Astronaut Eileen M. Collins, mission commander, looks over a procedures checklist at the commander’s station on the forward flight deck of the Space Shuttle Columbia on Flight Day 1. The most important event of this day was the deployment of the Chandra X-Ray Observatory, the world’s most powerful X-Ray telescope. Collins became the first female pilot of the Space Shuttle in 1995 aboard STS-63, which involved a rendezvous between Discovery and the Russian space station Mir. (NASA photograph)1995
— Eileen Collins became the first female pilot of the Space Shuttle in 1995 aboard STS-63, which involved a rendezvous between Discovery and the Russian space station Mir. In recognition of her achievement as the first female Shuttle Pilot, she received the Harmon Trophy. She was also the pilot for STS-84 in 1997.
— Sarah Deal becomes the United States Marine Corps’ first female aviator.
1997
— Karen Brannen becomes the first female U.S. Marine Corps fighter pilot to earn her “wings of gold” as a strike fighter pilot.
— March: The Association for Women in Aviation Maintenance is formed.
— Jennifer Murray is the first woman to go around the world in a helicopter.
1998
— Women fighter pilots in the United States military fly the first combat missions off aircraft carriers.
— Dec. 17: Kendra Williams is credited as the first woman pilot to launch missiles in combat during Operation Desert Fox.
1999
— Eileen Collins became the first female commander of the Space Shuttle.
2000
— Betty Mullis becomes the first woman and pilot in the United States Air Force to become a brigadier general.
2003
— Vernice Armour becomes the first African American combat pilot to fly during the Iraq War.
2009
— Virginie Guyot of France is the first woman to lead a national aerobatic team — Patrouille de France,.
2010
— The women who worked as WASP pilots are given the Congressional Gold Medal by the United States Congress. More than 250 women attended the ceremony.

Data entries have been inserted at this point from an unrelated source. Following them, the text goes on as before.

impl SessionSupervisor {
    pub fn new(
        guard: AccessGuard,
        resolver: CredentialResolver,
        connector: Arc<dyn RemoteConnector>,
        registry: Arc<SessionRegistry>,
        settings: SupervisorSettings,
    ) -> Self {
        Self {
            guard,
            resolver,
            connector,
            registry,
            settings,
        }
    }

    pub fn registry(&self) -> &Arc<SessionRegistry> {
        &self.registry
    }

    /// Cancel live sessions whose caller session no longer validates
    /// (logged out or expired). Returns the number of sessions cancelled.
    pub async fn revoke_dead_callers(&self) -> usize {
        let mut cancelled = 0;
        for token in self.registry.caller_tokens() {
            if !self.guard.session_is_live(&token).await {
                cancelled += self.registry.cancel_caller(&token);
            }
        }
        cancelled
    }

    /// Drive one accepted WebSocket to completion
    pub async fn run<S>(
        &self,
        mut ws: WebSocketStream<S>,
        request: SessionRequest,
    ) -> Result<BridgeReport, SessionError>
    where
        S: AsyncRead + AsyncWrite + Unpin + Send + 'static,
    {
        let session_id = Uuid::new_v4();
        let target_id = request.target_id;
        let peer = request
            .peer
            .map(|p| p.to_string())
            .unwrap_or_else(|| "unknown".to_string());

        let caller = match self
            .guard
            .check(request.session_token.as_deref(), target_id)
            .await
        {
            Ok(caller) => caller,
            Err(e) => {
                info!("Rejected {} for target {}: {}", peer, target_id, e);
                return reject(ws, e.into()).await;
            }
        };

        let token = request.session_token.as_deref().unwrap_or_default();
        let lease = match self.registry.register(session_id, target_id, token) {
            Ok(lease) => lease,
            Err(e) => return reject(ws, e).await,
        };
        info!(
            "Session {} started: user {} -> target {} from {}",
            session_id, caller.user_id, target_id, peer
        );

        let cancel = lease.cancel_token();
        let prepared = tokio::select! {
            biased;
            _ = cancel.cancelled() => Err(SessionError::Cancelled),
            prepared = self.prepare(&mut ws, target_id) => prepared,
        };

        let remote = match prepared {
            Ok(remote) => remote,
            Err(e) => {
                warn!("Session {} failed before streaming: {}", session_id, e);
                return reject(ws, e).await;
            }
        };

        let bridge = TerminalBridge::new(
            session_id,
            ws,
            remote,
            self.settings.bridge.clone(),
            cancel,
        );
        let report = bridge.run(lease.state()).await;
        drop(lease);

        Ok(report)
    }

    /// Credentials, terminal size, connect. Credentials are consumed by the
    /// connect attempt.
    async fn prepare<S>(
        &self,
        ws: &mut WebSocketStream<S>,
        target_id: TargetId,
    ) -> Result<RemoteHandle, SessionError>
    where
        S: AsyncRead + AsyncWrite + Unpin,
    {
        let credentials = self.resolver.resolve(target_id).await?;
        let geometry = read_geometry(ws, self.settings.geometry_timeout).await?;
        debug!(
            "Target {} terminal size {}x{}",
            target_id, geometry.cols, geometry.rows
        );

        let remote = self.connector.connect(credentials, geometry).await?;
        Ok(remote)
    }
}

/// Wait for the first data frame and parse it as terminal geometry.
/// Control frames before it are skipped.
async fn read_geometry<S>(
    ws: &mut WebSocketStream<S>,
    timeout: Duration,
) -> Result<TerminalGeometry, GeometryError>
where
    S: AsyncRead + AsyncWrite + Unpin,
{
    let deadline = Instant::now() + timeout;

    loop {
        let msg = tokio::time::timeout_at(deadline, ws.next())
            .await
            .map_err(|_| GeometryError::Timeout)?;

        match msg {
            Some(Ok(Message::Text(text))) => return parse_initial_geometry(text.as_bytes()),
            Some(Ok(Message::Binary(data))) => return parse_initial_geometry(&data),
            Some(Ok(Message::Close(_))) | None | Some(Err(_)) => {
                return Err(GeometryError::Disconnected)
            }
            Some(Ok(_)) => continue,
        }
    }
}

/// Close the WebSocket with the error's close frame and hand the error back
async fn reject<S>(mut ws: WebSocketStream<S>, err: SessionError) -> Result<BridgeReport, SessionError>
where
    S: AsyncRead + AsyncWrite + Unpin,
{
    if let Err(e) = ws.close(Some(err.close_frame())).await {
        debug!("Failed to send close frame: {}", e);
    } else {
        // Let the client answer the close so it sees a clean shutdown
        let _ = tokio::time::timeout(Duration::from_secs(1), async {
            while let Some(Ok(_)) = ws.next().await {}
        })
        .await;
    }
    Err(err)
}
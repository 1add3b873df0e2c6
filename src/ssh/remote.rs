//! Remote shell seam
//!
//! An open shell is split into two halves owned by different units of the
//! bridge:
//!
//! - [`RemoteReader`] is driven from a blocking thread (`spawn_blocking`)
//!   and returns `Ok(0)` at end of stream.
//! - [`RemoteWriter`] stays on the bridge's main task; it forwards input,
//!   resizes the PTY and tears the connection down.
//!
//! Closing the channel through the writer must unblock a reader that is
//! parked in `read`.

use std::io;

use async_trait::async_trait;

use super::config::TerminalGeometry;
use super::error::ConnectionError;
use crate::credentials::CredentialBundle;

/// Blocking read half of a remote shell
pub trait RemoteReader: Send + 'static {
    /// Read up to `buf.len()` bytes, blocking until data, EOF or error
    fn read(&mut self, buf: &mut [u8]) -> io::Result<usize>;
}

/// Write/control half of a remote shell
#[async_trait]
pub trait RemoteWriter: Send {
    async fn write(&mut self, data: &[u8]) -> io::Result<()>;

    async fn resize(&mut self, geometry: TerminalGeometry) -> io::Result<()>;

    /// Close the shell channel. Idempotent. A reader blocked in `read`
    /// returns once this completes.
    async fn shutdown_channel(&mut self) -> io::Result<()>;

    /// Close the channel (if still open), then the client connection
    async fn close(&mut self) -> io::Result<()>;

    fn is_closed(&self) -> bool;
}

/// An open remote shell, ready to stream
pub struct RemoteHandle {
    pub reader: Box<dyn RemoteReader>,
    pub writer: Box<dyn RemoteWriter>,
}

impl RemoteHandle {
    pub fn new(reader: Box<dyn RemoteReader>, writer: Box<dyn RemoteWriter>) -> Self {
        Self { reader, writer }
    }
}

impl std::fmt::Debug for RemoteHandle {
    fn fmt(&self, f: &mut std::fmt::Formatter<'_>) -> std::fmt::Result {
        f.debug_struct("RemoteHandle")
            .field("closed", &self.writer.is_closed())
            .finish()
    }
}

/// Opens remote shells. The credential bundle is consumed by the attempt.
#[async_trait]
pub trait RemoteConnector: Send + Sync {
    async fn connect(
        &self,
        credentials: CredentialBundle,
        geometry: TerminalGeometry,
    ) -> Result<RemoteHandle, ConnectionError>;
}
//! wsterm - Browser terminal gateway
//!
//! Bridges authenticated WebSocket sessions to interactive SSH shells.

pub mod access;
pub mod bridge;
pub mod config;
pub mod credentials;
pub mod identity;
pub mod secrets;
pub mod ssh;

use tracing_subscriber::{layer::SubscriberExt, util::SubscriberInitExt, EnvFilter};

/// Initialize logging. `RUST_LOG` wins over the default `info` level.
pub fn init_logging() {
    tracing_subscriber::registry()
        .with(EnvFilter::try_from_default_env().unwrap_or_else(|_| EnvFilter::new("info")))
        .with(tracing_subscriber::fmt::layer())
        .init();
}
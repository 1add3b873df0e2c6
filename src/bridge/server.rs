//! WebSocket Server for the terminal bridge
//!
//! Accepts TCP connections, upgrades `/ws/ssh/{target_id}` to WebSocket
//! (capturing the `session` cookie from the upgrade request) and runs one
//! supervisor task per connection. Other paths get a 404 during the
//! handshake.

use std::net::SocketAddr;
use std::sync::Arc;
use std::time::Duration;

use tokio::net::{TcpListener, TcpStream};
use tokio::task::JoinSet;
use tokio_tungstenite::accept_hdr_async;
use tokio_tungstenite::tungstenite::handshake::server::{ErrorResponse, Request, Response};
use tokio_tungstenite::tungstenite::http::{header, StatusCode};
use tokio_util::sync::CancellationToken;
use tracing::{debug, error, info, warn};

use super::error::{SessionError, TransportError};
use super::supervisor::{SessionRequest, SessionSupervisor};
use crate::identity::TargetId;

/// WebSocket handshake timeout (seconds)
const WS_ACCEPT_TIMEOUT_SECS: u64 = 30;

/// How long shutdown waits for cancelled sessions to finish
const SHUTDOWN_GRACE: Duration = Duration::from_secs(5);

const SESSION_COOKIE: &str = "session";

/// Target id from `/ws/ssh/{id}`
fn parse_target_path(path: &str) -> Option<TargetId> {
    let id = path.strip_prefix("/ws/ssh/")?;
    let id = id.strip_suffix('/').unwrap_or(id);
    if id.is_empty() || !id.bytes().all(|b| b.is_ascii_digit()) {
        return None;
    }
    id.parse().ok()
}

/// Value of the `session` cookie, if any Cookie header carries one
fn session_cookie(request: &Request) -> Option<String> {
    request
        .headers()
        .get_all(header::COOKIE)
        .iter()
        .filter_map(|value| value.to_str().ok())
        .flat_map(|value| value.split(';'))
        .filter_map(|pair| pair.trim().split_once('='))
        .find(|(name, _)| *name == SESSION_COOKIE)
        .map(|(_, value)| value.trim_matches('"').to_string())
        .filter(|value| !value.is_empty())
}

fn not_found() -> ErrorResponse {
    let mut response = ErrorResponse::new(Some("Not Found".to_string()));
    *response.status_mut() = StatusCode::NOT_FOUND;
    response
}

pub struct WsServer {
    supervisor: Arc<SessionSupervisor>,
    shutdown: CancellationToken,
}

impl WsServer {
    pub fn new(supervisor: Arc<SessionSupervisor>) -> Self {
        Self {
            supervisor,
            shutdown: CancellationToken::new(),
        }
    }

    /// Cancelling this token stops the accept loop and every session
    pub fn shutdown_token(&self) -> CancellationToken {
        self.shutdown.clone()
    }

    /// Accept connections until shutdown
    pub async fn serve(self, listener: TcpListener) -> std::io::Result<()> {
        let local = listener.local_addr()?;
        info!("Terminal bridge listening on ws://{}/ws/ssh/{{id}}", local);

        let mut connections = JoinSet::new();

        loop {
            tokio::select! {
                _ = self.shutdown.cancelled() => break,

                Some(_) = connections.join_next(), if !connections.is_empty() => {}

                accepted = listener.accept() => match accepted {
                    Ok((stream, peer)) => {
                        let supervisor = self.supervisor.clone();
                        connections.spawn(handle_connection(supervisor, stream, peer));
                    }
                    Err(e) => {
                        warn!("Failed to accept connection: {}", e);
                    }
                },
            }
        }

        let cancelled = self.supervisor.registry().cancel_all();
        info!(
            "Shutting down: {} active session(s), {} connection task(s)",
            cancelled,
            connections.len()
        );

        let drained = tokio::time::timeout(SHUTDOWN_GRACE, async {
            while connections.join_next().await.is_some() {}
        })
        .await;
        if drained.is_err() {
            warn!("Aborting {} connection task(s) after grace period", connections.len());
            connections.abort_all();
        }

        Ok(())
    }
}

async fn handle_connection(supervisor: Arc<SessionSupervisor>, stream: TcpStream, peer: SocketAddr) {
    if let Err(e) = stream.set_nodelay(true) {
        debug!("Failed to set TCP_NODELAY for {}: {}", peer, e);
    }

    let mut upgrade: Option<(TargetId, Option<String>)> = None;
    let callback = |request: &Request, response: Response| match parse_target_path(
        request.uri().path(),
    ) {
        Some(target_id) => {
            upgrade = Some((target_id, session_cookie(request)));
            Ok(response)
        }
        None => {
            debug!("Rejecting upgrade for {} from {}", request.uri().path(), peer);
            Err(not_found())
        }
    };

    let handshake = tokio::time::timeout(
        Duration::from_secs(WS_ACCEPT_TIMEOUT_SECS),
        accept_hdr_async(stream, callback),
    )
    .await;

    let ws = match handshake {
        Ok(Ok(ws)) => ws,
        Ok(Err(e)) => {
            debug!("WebSocket handshake with {} failed: {}", peer, TransportError::from(e));
            return;
        }
        Err(_) => {
            debug!("{} from {}", TransportError::HandshakeTimeout, peer);
            return;
        }
    };

    let Some((target_id, session_token)) = upgrade else {
        return;
    };

    let request = SessionRequest {
        target_id,
        session_token,
        peer: Some(peer),
    };

    match supervisor.run(ws, request).await {
        Ok(report) => debug!(
            "Session {} finished: {} ({} bytes out, {} bytes in)",
            report.session_id, report.reason, report.bytes_to_client, report.bytes_to_remote
        ),
        Err(SessionError::Access(_)) | Err(SessionError::Geometry(_)) => {}
        Err(e) => error!("Session from {} for target {} failed: {}", peer, target_id, e),
    }
}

— Col. Dawn M. Dunlop assumed command of the 412th Test Wing at Edwards Air Force Base, Calif., the first woman to command the wing. She was also the first woman to fly the F-22 Raptor when she flew Raptor Number 4006 at Edwards.
2013
— The largest head-down freefly formation with only women is accomplished in Arizona with 63 women from the United States, Canada, Mexico, England, France and Russia.
2020
— Col. Sabrina Pabon assumes command of the U.S. Air Force Test Pilot School at Edwards Air Force Base, Calif., the first woman commandant in the school’s history.